**Task**
Look for "categories" in the material below and show each line that contains it.

**Data excerpts**
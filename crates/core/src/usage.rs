//! Bounded in-memory log of per-call token usage.

use std::collections::{BTreeMap, VecDeque};
use std::sync::Mutex;

use chrono::{DateTime, Utc};
use serde::{Deserialize, Serialize};

use crate::tiers::Vendor;

pub const DEFAULT_USAGE_CAPACITY: usize = 1000;

#[derive(Clone, Debug, PartialEq, Eq, Serialize, Deserialize)]
#[serde(rename_all = "camelCase")]
pub struct UsageRecord {
    pub vendor: Vendor,
    pub model_id: String,
    pub input_tokens: u64,
    pub output_tokens: u64,
    pub timestamp: DateTime<Utc>,
    pub operation: String,
}

impl UsageRecord {
    pub fn total_tokens(&self) -> u64 {
        self.input_tokens.saturating_add(self.output_tokens)
    }
}

#[derive(Clone, Debug, Default, PartialEq, Eq, Serialize, Deserialize)]
#[serde(rename_all = "camelCase")]
pub struct UsageTotals {
    pub calls: u64,
    pub input_tokens: u64,
    pub output_tokens: u64,
}

impl UsageTotals {
    fn add(&mut self, record: &UsageRecord) {
        self.calls += 1;
        self.input_tokens = self.input_tokens.saturating_add(record.input_tokens);
        self.output_tokens = self.output_tokens.saturating_add(record.output_tokens);
    }

    pub fn total_tokens(&self) -> u64 {
        self.input_tokens.saturating_add(self.output_tokens)
    }
}

#[derive(Clone, Debug, Default, PartialEq, Eq, Serialize, Deserialize)]
#[serde(rename_all = "camelCase")]
pub struct UsageSummary {
    pub since: Option<DateTime<Utc>>,
    pub totals: UsageTotals,
    /// Keyed by `vendor/model`.
    pub by_model: BTreeMap<String, UsageTotals>,
    pub by_operation: BTreeMap<String, UsageTotals>,
}

/// Append-only usage log keeping only the most recent `capacity` records.
#[derive(Debug)]
pub struct UsageTracker {
    capacity: usize,
    records: Mutex<VecDeque<UsageRecord>>,
}

impl Default for UsageTracker {
    fn default() -> Self {
        Self::with_capacity(DEFAULT_USAGE_CAPACITY)
    }
}

impl UsageTracker {
    pub fn with_capacity(capacity: usize) -> Self {
        let capacity = capacity.max(1);
        Self { capacity, records: Mutex::new(VecDeque::with_capacity(capacity)) }
    }

    pub fn record(&self, record: UsageRecord) {
        let mut records = self.lock();
        while records.len() >= self.capacity {
            records.pop_front();
        }
        records.push_back(record);
    }

    pub fn len(&self) -> usize {
        self.lock().len()
    }

    pub fn is_empty(&self) -> bool {
        self.len() == 0
    }

    /// Snapshot of retained records, oldest first.
    pub fn records(&self) -> Vec<UsageRecord> {
        self.lock().iter().cloned().collect()
    }

    /// Aggregates records with `timestamp >= since`, or everything retained
    /// when `since` is `None`.
    pub fn summarize(&self, since: Option<DateTime<Utc>>) -> UsageSummary {
        let records = self.lock();
        let mut summary = UsageSummary { since, ..UsageSummary::default() };

        for record in records.iter().filter(|record| since.map_or(true, |at| record.timestamp >= at)) {
            summary.totals.add(record);
            summary
                .by_model
                .entry(format!("{}/{}", record.vendor, record.model_id))
                .or_default()
                .add(record);
            summary.by_operation.entry(record.operation.clone()).or_default().add(record);
        }

        summary
    }

    pub fn clear(&self) {
        self.lock().clear();
    }

    fn lock(&self) -> std::sync::MutexGuard<'_, VecDeque<UsageRecord>> {
        self.records.lock().unwrap_or_else(|poisoned| poisoned.into_inner())
    }
}
//! Integration tests for the Mailsense MCP server
//!
//! These tests verify that the server:
//! - Registers every tool
//! - Serializes analysis results as JSON text content
//! - Maps analysis failures to distinct JSON-RPC errors

use std::sync::Arc;

use mailsense_agent::analysis::{OP_CATEGORIZE, OP_DETECT_COLD};
use mailsense_agent::testing::{ScriptedModel, ScriptedSelector};
use mailsense_agent::{AgentRuntime, TokenUsage};
use mailsense_core::{AppConfig, EmailFacts, InMemoryMailbox, MailSource, StoredMessage, Vendor};
use mailsense_mcp::{
    BatchAnalyzeInput, CategorizeInput, DetectColdInput, MailsenseMcpServer, UsageStatsInput,
    ALL_TOOL_NAMES,
};
use rmcp::handler::server::wrapper::Parameters;
use rmcp::model::{CallToolResult, RawContent};
use rmcp::ServerHandler;
use serde_json::{json, Value};

fn test_server() -> (MailsenseMcpServer, ScriptedModel) {
    let mailbox = InMemoryMailbox::new(vec![StoredMessage {
        id: "m1".to_string(),
        thread_id: None,
        facts: EmailFacts {
            from: "sales@vendor.com".to_string(),
            subject: "Quick chat?".to_string(),
            snippet: "I noticed your company".to_string(),
            body: Some("Hi, I noticed your company and would love 15 minutes.".to_string()),
        },
        labels: Vec::new(),
    }])
    .expect("mailbox");

    let mut config = AppConfig::default();
    config.llm.api_keys.set(Vendor::Google, "test-google-key".to_string().into());

    let model = ScriptedModel::new(Vendor::Google);
    let mail: Arc<dyn MailSource> = Arc::new(mailbox);
    let runtime = AgentRuntime::with_selector(
        &config,
        mail,
        Arc::new(ScriptedSelector::single(model.clone())),
    )
    .expect("runtime");

    (MailsenseMcpServer::new(runtime), model)
}

fn text_json(result: &CallToolResult) -> Value {
    let content = result.content.first().expect("one content item");
    match &content.raw {
        RawContent::Text(text) => serde_json::from_str(&text.text).expect("json text"),
        other => panic!("unexpected content: {other:?}"),
    }
}

#[test]
fn test_server_info() {
    let (server, _) = test_server();
    let info = server.get_info();

    assert!(info.capabilities.tools.is_some());
    assert!(info.instructions.unwrap_or_default().contains("Mailsense"));
}

#[test]
fn test_list_tools() {
    let (server, _) = test_server();

    let mut names = server.tool_names();
    names.sort();
    let mut expected: Vec<String> = ALL_TOOL_NAMES.iter().map(|name| name.to_string()).collect();
    expected.sort();
    assert_eq!(names, expected);
}

#[tokio::test]
async fn test_detect_cold_email_tool() {
    let (server, model) = test_server();
    model.reply_for(
        OP_DETECT_COLD,
        json!({
            "isColdEmail": true,
            "coldEmailType": "SALES",
            "confidence": 0.91,
            "reasoning": "unsolicited meeting request",
            "suggestedAction": "LABEL_COLD"
        }),
        Some(TokenUsage { input_tokens: 200, output_tokens: 40 }),
    );

    let result = server
        .detect_cold_email(Parameters(DetectColdInput {
            message_id: "m1".to_string(),
            user_profile: None,
        }))
        .await
        .expect("tool succeeds");

    let body = text_json(&result);
    assert_eq!(body["isColdEmail"], true);
    assert_eq!(body["coldEmailType"], "SALES");
    assert_eq!(body["suggestedAction"], "LABEL_COLD");

    let usage = server
        .usage_stats(Parameters(UsageStatsInput::default()))
        .await
        .expect("usage tool succeeds");
    let usage = text_json(&usage);
    assert_eq!(usage["totals"]["calls"], 1);
    assert_eq!(usage["totals"]["inputTokens"], 200);
}

#[tokio::test]
async fn test_schema_failure_maps_to_error() {
    let (server, model) = test_server();
    model.reply_for(
        OP_CATEGORIZE,
        json!({ "category": "SPAM", "confidence": 0.5, "reasoning": "?" }),
        None,
    );

    let error = server
        .categorize_email(Parameters(CategorizeInput {
            message_id: "m1".to_string(),
            categories: None,
        }))
        .await
        .expect_err("SPAM is rejected");

    assert_eq!(error.code.0, -32004);
    assert_eq!(error.data.expect("data")["kind"], "schema_validation_error");
}

#[tokio::test]
async fn test_unknown_category_filter_is_invalid_params() {
    let (server, model) = test_server();

    let error = server
        .categorize_email(Parameters(CategorizeInput {
            message_id: "m1".to_string(),
            categories: Some(vec!["URGENT".to_string()]),
        }))
        .await
        .expect_err("unknown category");

    assert_eq!(error.code.0, -32602);
    assert_eq!(model.call_count(), 0);
}

#[tokio::test]
async fn test_batch_tool_reports_failures() {
    let (server, model) = test_server();
    model.reply_for(
        OP_CATEGORIZE,
        json!({ "category": "COLD_EMAIL", "confidence": 0.8, "reasoning": "pitch" }),
        None,
    );

    let result = server
        .batch_analyze_emails(Parameters(BatchAnalyzeInput {
            message_ids: vec!["m1".to_string(), "gone".to_string()],
            analysis_types: vec!["categorize".to_string()],
            options: None,
        }))
        .await
        .expect("batch succeeds");

    let body = text_json(&result);
    assert_eq!(body["results"].as_array().map(Vec::len), Some(1));
    assert_eq!(body["results"][0]["categorization"]["category"], "COLD_EMAIL");
    assert_eq!(body["failures"][0]["messageId"], "gone");
    assert_eq!(body["failures"][0]["errorKind"], "upstream_fetch_error");
    assert!(body["summary"].as_str().unwrap_or_default().contains("Analyzed 1 of 2"));
}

**Response**
            categories: None,
            categories: Some(vec!["URGENT".to_string()]),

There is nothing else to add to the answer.